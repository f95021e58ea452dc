use std::sync::Arc;

use clap::Parser;

use flowchat::config::{FlowConfig, DEFAULT_BASE_URL};
use flowchat::error::{FlowChatError, Result};
use flowchat::flow::FlowClient;
use flowchat::logging;
use flowchat::ui::{build_router, AppState};

#[derive(Parser, Debug)]
#[command(name = "flowchat")]
#[command(about = "Single-page chat frontend for a Langflow agentic flow")]
struct Cli {
    #[arg(long, default_value = "127.0.0.1:7890")]
    listen: String,

    #[arg(long, env = "LANGFLOW_BASE_URL", default_value_t = DEFAULT_BASE_URL.to_string())]
    base_url: String,

    #[arg(long, env = "LANGFLOW_FLOW_ID")]
    flow_id: String,

    #[arg(long, env = "LANGFLOW_API_KEY", hide_env_values = true)]
    api_key: String,
}

#[tokio::main]
async fn main() -> Result<()> {
    logging::init_tracing("flowchat");

    let cli = Cli::parse();
    let config = FlowConfig::new(cli.api_key, cli.flow_id, cli.base_url);
    let state = AppState::new(Arc::new(FlowClient::new(config)));
    let app = build_router(state);

    let listener = tokio::net::TcpListener::bind(&cli.listen)
        .await
        .map_err(|e| FlowChatError::Runtime(format!("cannot bind {}: {e}", cli.listen)))?;
    tracing::info!(listen = %cli.listen, "flowchat serving");

    axum::serve(listener, app)
        .await
        .map_err(|e| FlowChatError::Runtime(e.to_string()))?;
    Ok(())
}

(TASK BRIEF):
Using the data above, reproduce exactly the lines from the line that contains "chat frontend for" through the line that contains "default_value_t = DEFAULT_BASE_URL.to_string())]", including both.

(EXPECTED OUTPUT):
#[command(about = "Single-page chat frontend for a Langflow agentic flow")]
struct Cli {
    #[arg(long, default_value = "127.0.0.1:7890")]
    listen: String,

    #[arg(long, env = "LANGFLOW_BASE_URL", default_value_t = DEFAULT_BASE_URL.to_string())]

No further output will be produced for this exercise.